Leurs nouveaux travaux montrent que les superisolants 3-D présentent un comportement critique connu sous le nom de Vogel-Fulcher-Tammann (VFT) lors de la transition vers un état superisolant. Superisolants en 2D, cependant, présentent un comportement différent :la transition Berezinskii-Kosterlitz-Thouless.
La découverte que VFT est le mécanisme derrière les superisolants 3-D a révélé quelque chose de surprenant :les transitions VFT, décrit pour la première fois il y a près d'un siècle, sont responsables de la formation de verre à partir d'un liquide. Le verre n'est pas cristallin, comme la glace - il émerge d'un amorphe, arrangement aléatoire d'atomes qui gèlent rapidement en un solide.
La cause du VFT est restée un mystère depuis sa découverte, mais les scientifiques ont longtemps cru que cela commençait par une sorte de désordre externe. Les superisolants 3-D décrits dans l'article de Vinokur remettent en cause cette notion conventionnelle et, au lieu, suggèrent que le désordre peut évoluer à partir d'un défaut interne dans le système. L'idée que les verres peuvent être topologiques - ils peuvent altérer leurs propriétés intrinsèques tout en restant matériellement les mêmes - est une nouvelle découverte.
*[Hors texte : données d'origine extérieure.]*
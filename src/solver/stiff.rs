//! Variable-step implicit BDF integrator (orders 1–2)
//!
//! Backward differentiation with an inner Newton iteration, built for small
//! stiff systems with a multi-rate structure: fast constituent dynamics on
//! top of slowly drifting aggregate fractions. The first step runs backward
//! Euler; subsequent steps use the variable-step BDF2 formula with the
//! backward-Euler stage doubling as predictor and error reference.
//!
//! Local error is controlled against `atol + rtol·|x|` weights; the step is
//! capped by `max_step` so the integrator never strides across a load-case
//! boundary in one step.

use nalgebra::{Const, DimMin, SMatrix, SVector};

use crate::solver::SolverError;

/// Newton iterations per implicit stage.
const MAX_NEWTON_ITERATIONS: usize = 8;
/// Newton displacement threshold in error-weight units.
const NEWTON_TOLERANCE: f64 = 1.0e-2;
/// Step growth/shrink safety factor.
const SAFETY: f64 = 0.9;

/// Implicit stiff integrator.
#[derive(Debug, Clone, Copy)]
pub struct StiffIntegrator {
    /// Relative tolerance for the local error control.
    pub rtol: f64,
    /// Absolute tolerance for the local error control.
    pub atol: f64,
    /// Upper bound on the step size.
    pub max_step: f64,
    /// Lower bound on the step size; falling below it is a hard failure.
    pub min_step: f64,
    /// Safety cap on the number of accepted + rejected steps.
    pub max_steps: usize,
}

impl Default for StiffIntegrator {
    fn default() -> Self {
        Self {
            rtol: 1.0e-8,
            atol: 1.0e-10,
            max_step: 1.0,
            min_step: 1.0e-12,
            max_steps: 1_000_000,
        }
    }
}

/// Accepted integration trajectory.
#[derive(Debug, Clone)]
pub struct Trajectory<const N: usize> {
    pub times: Vec<f64>,
    pub states: Vec<SVector<f64, N>>,
}

impl<const N: usize> Trajectory<N> {
    pub fn len(&self) -> usize {
        self.times.len()
    }

    pub fn is_empty(&self) -> bool {
        self.times.is_empty()
    }

    /// State at the end of the span.
    pub fn final_state(&self) -> &SVector<f64, N> {
        self.states
            .last()
            .expect("trajectory always contains the initial state")
    }
}

impl StiffIntegrator {
    /// Integrate `dx/dt = f(t, x)` over `t_span` from `x0`.
    pub fn integrate<const N: usize, F>(
        &self,
        mut f: F,
        t_span: (f64, f64),
        x0: SVector<f64, N>,
    ) -> Result<Trajectory<N>, SolverError>
    where
        F: FnMut(f64, &SVector<f64, N>) -> SVector<f64, N>,
        Const<N>: DimMin<Const<N>, Output = Const<N>>,
    {
        let (t0, t_end) = t_span;
        if !(t_end > t0) {
            return Err(SolverError::InvalidInput(format!(
                "time span inverted or empty: [{t0}, {t_end}]"
            )));
        }
        if self.rtol <= 0.0 || self.atol <= 0.0 || self.max_step <= 0.0 {
            return Err(SolverError::InvalidInput(
                "tolerances and max_step must be positive".to_string(),
            ));
        }

        let span = t_end - t0;
        let mut t = t0;
        let mut x = x0;
        let mut trajectory = Trajectory {
            times: vec![t0],
            states: vec![x0],
        };

        let mut h = (span * 1.0e-4).max(self.min_step).min(self.max_step).min(span);
        // Previous accepted point, for the two-step formula.
        let mut history: Option<(f64, SVector<f64, N>)> = None;
        let mut steps = 0usize;

        while (t_end - t) > 1.0e-10 * t_end.abs().max(1.0) {
            steps += 1;
            if steps > self.max_steps {
                return Err(SolverError::NonConvergence {
                    iterations: steps,
                    residual: t_end - t,
                });
            }
            h = h.min(t_end - t).min(self.max_step);

            // Backward-Euler stage: solution on the first step, predictor and
            // error reference afterwards.
            let backward_euler = self.newton_stage(&mut f, t + h, h, x, x);
            let x_be = match backward_euler {
                Some(state) => state,
                None => {
                    h *= 0.25;
                    if h < self.min_step {
                        return Err(SolverError::StepSizeUnderflow { t, step: h });
                    }
                    continue;
                }
            };

            let candidate = match history {
                Some((h_prev, x_prev)) => {
                    let rho = h / h_prev;
                    let denom = 1.0 + 2.0 * rho;
                    let c1 = (1.0 + rho) * (1.0 + rho) / denom;
                    let c2 = rho * rho / denom;
                    let beta = (1.0 + rho) / denom;
                    let rhs = x * c1 - x_prev * c2;
                    self.newton_stage(&mut f, t + h, beta * h, rhs, x_be)
                        .map(|x_bdf2| {
                            let error = self.weighted_rms(&(x_bdf2 - x_be), &x_bdf2);
                            (x_bdf2, error, 2u32)
                        })
                }
                None => {
                    let explicit = x + f(t, &x) * h;
                    let error = self.weighted_rms(&(x_be - explicit), &x_be);
                    Some((x_be, error, 1u32))
                }
            };

            let Some((x_new, error, order)) = candidate else {
                h *= 0.25;
                if h < self.min_step {
                    return Err(SolverError::StepSizeUnderflow { t, step: h });
                }
                continue;
            };

            if error <= 1.0 {
                history = Some((h, x));
                t += h;
                x = x_new;
                trajectory.times.push(t);
                trajectory.states.push(x);

                let exponent = -1.0 / (order as f64 + 1.0);
                let growth = (SAFETY * error.max(1.0e-10).powf(exponent)).clamp(0.2, 5.0);
                h = (h * growth).min(self.max_step);
            } else {
                let exponent = -1.0 / (order as f64 + 1.0);
                let shrink = (SAFETY * error.powf(exponent)).clamp(0.1, 0.9);
                h *= shrink;
                if h < self.min_step {
                    return Err(SolverError::StepSizeUnderflow { t, step: h });
                }
            }
        }

        Ok(trajectory)
    }

    /// Solve the implicit stage `x − γ f(t_new, x) − rhs = 0` by Newton
    /// iteration with a frozen finite-difference Jacobian.
    fn newton_stage<const N: usize, F>(
        &self,
        f: &mut F,
        t_new: f64,
        gamma: f64,
        rhs: SVector<f64, N>,
        predictor: SVector<f64, N>,
    ) -> Option<SVector<f64, N>>
    where
        F: FnMut(f64, &SVector<f64, N>) -> SVector<f64, N>,
        Const<N>: DimMin<Const<N>, Output = Const<N>>,
    {
        let jacobian = finite_difference_jacobian(f, t_new, &predictor);
        let iteration_matrix = SMatrix::<f64, N, N>::identity() - jacobian * gamma;
        let lu = iteration_matrix.lu();

        let mut x = predictor;
        for _ in 0..MAX_NEWTON_ITERATIONS {
            let g = x - f(t_new, &x) * gamma - rhs;
            let dx = lu.solve(&(-g))?;
            x += dx;
            if !x.iter().all(|v| v.is_finite()) {
                return None;
            }
            if self.weighted_rms(&dx, &x) < NEWTON_TOLERANCE {
                return Some(x);
            }
        }
        None
    }

    /// RMS norm of `v` in `atol + rtol·|x|` weights.
    fn weighted_rms<const N: usize>(
        &self,
        v: &SVector<f64, N>,
        reference: &SVector<f64, N>,
    ) -> f64 {
        let mut sum = 0.0;
        for i in 0..N {
            let weight = self.atol + self.rtol * reference[i].abs();
            let scaled = v[i] / weight;
            sum += scaled * scaled;
        }
        (sum / N as f64).sqrt()
    }
}

/// Forward-difference Jacobian of `f` at `(t, x)`.
fn finite_difference_jacobian<const N: usize, F>(
    f: &mut F,
    t: f64,
    x: &SVector<f64, N>,
) -> SMatrix<f64, N, N>
where
    F: FnMut(f64, &SVector<f64, N>) -> SVector<f64, N>,
{
    let f0 = f(t, x);
    let sqrt_eps = f64::EPSILON.sqrt();
    let mut jacobian = SMatrix::<f64, N, N>::zeros();

    for col in 0..N {
        let h = sqrt_eps * (x[col].abs() + sqrt_eps);
        let mut shifted = *x;
        shifted[col] += h;
        let f_shift = f(t, &shifted);
        for row in 0..N {
            jacobian[(row, col)] = (f_shift[row] - f0[row]) / h;
        }
    }
    jacobian
}

// =================================================================================================
// Tests
// =================================================================================================

#[cfg(test)]
mod tests {
    use super::*;
    use nalgebra::Vector2;

    #[test]
    fn test_exponential_decay_matches_analytic() {
        // dy/dt = -2y, y(0) = 1 → y(t) = exp(-2t).
        let integrator = StiffIntegrator {
            max_step: 0.5,
            ..StiffIntegrator::default()
        };
        let trajectory = integrator
            .integrate(
                |_t, x: &SVector<f64, 1>| -x * 2.0,
                (0.0, 5.0),
                SVector::<f64, 1>::new(1.0),
            )
            .unwrap();

        let expected = (-2.0_f64 * 5.0).exp();
        let actual = trajectory.final_state()[0];
        assert!(
            (actual - expected).abs() < 1e-6,
            "final {actual} vs analytic {expected}"
        );
        assert!((trajectory.times.last().unwrap() - 5.0).abs() < 1e-9);
    }

    #[test]
    fn test_stiff_decay_is_stable() {
        // λ = -10⁴: explicit methods would need h < 2e-4; the implicit
        // scheme strides through the transient without blowing up.
        let integrator = StiffIntegrator::default();
        let trajectory = integrator
            .integrate(
                |_t, x: &SVector<f64, 1>| -x * 1.0e4,
                (0.0, 1.0),
                SVector::<f64, 1>::new(1.0),
            )
            .unwrap();

        let actual = trajectory.final_state()[0];
        assert!(actual.is_finite());
        assert!(actual.abs() < 1e-6);
    }

    #[test]
    fn test_two_rate_system() {
        // Fast mode relaxes onto the slow manifold: the multi-rate structure
        // of the cell model in miniature.
        //   dy1/dt = -100 (y1 - y2)
        //   dy2/dt = -0.1 y2
        let integrator = StiffIntegrator::default();
        let trajectory = integrator
            .integrate(
                |_t, x: &Vector2<f64>| {
                    Vector2::new(-100.0 * (x[0] - x[1]), -0.1 * x[1])
                },
                (0.0, 10.0),
                Vector2::new(5.0, 1.0),
            )
            .unwrap();

        let state = trajectory.final_state();
        let slow = (-0.1_f64 * 10.0).exp();
        // Fast component has long since collapsed onto the slow one.
        assert!((state[1] - slow).abs() < 1e-4);
        assert!((state[0] - state[1]).abs() < 1e-3);
    }

    #[test]
    fn test_max_step_is_honored() {
        let integrator = StiffIntegrator {
            max_step: 0.25,
            ..StiffIntegrator::default()
        };
        let trajectory = integrator
            .integrate(
                |_t, x: &SVector<f64, 1>| -x * 0.01,
                (0.0, 10.0),
                SVector::<f64, 1>::new(1.0),
            )
            .unwrap();

        for pair in trajectory.times.windows(2) {
            assert!(pair[1] - pair[0] <= 0.25 + 1e-12);
        }
    }

    #[test]
    fn test_inverted_span_rejected() {
        let integrator = StiffIntegrator::default();
        let result = integrator.integrate(
            |_t, x: &SVector<f64, 1>| *x,
            (5.0, 1.0),
            SVector::<f64, 1>::new(1.0),
        );
        assert!(matches!(result, Err(SolverError::InvalidInput(_))));
    }

    #[test]
    fn test_trajectory_includes_initial_state() {
        let integrator = StiffIntegrator::default();
        let trajectory = integrator
            .integrate(
                |_t, x: &SVector<f64, 1>| -x * 1.0,
                (2.0, 3.0),
                SVector::<f64, 1>::new(0.5),
            )
            .unwrap();
        assert_eq!(trajectory.times[0], 2.0);
        assert_eq!(trajectory.states[0][0], 0.5);
        assert!(trajectory.len() >= 2);
    }
}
« Cette avancée fondamentale constitue une étape importante dans la compréhension de l'origine de l'irréversibilité dans la nature, " a déclaré Vinokur. La prochaine étape sera d'observer ce comportement théorique dans les superisolants 3-D.
L'étude a réuni des chercheurs de disciplines très différentes. Vinokur est un physicien de la matière condensée, tandis que Gammaitoni se concentre sur la thermodynamique quantique. Diamantini et Trugenberger sont en théorie quantique des champs.
"C'était très remarquable que nous venions de domaines très disparates de la physique, " a déclaré Vinokur. " La combinaison de nos connaissances complémentaires nous a permis de réaliser ces percées. "
Les résultats de l'étude des paires de Cooper apparaissent dans l'article « Confinement et liberté asymptotique avec des paires de Cooper, " publié le 7 novembre 2018 en Physique des communications . Les travaux sur les mécanismes des superisolants 3-D sont décrits dans l'article "Vogel-Fulcher-Tamman criticity of 3-D superinsulators, " Publié dans Rapports scientifiques le 24 octobre, 2018.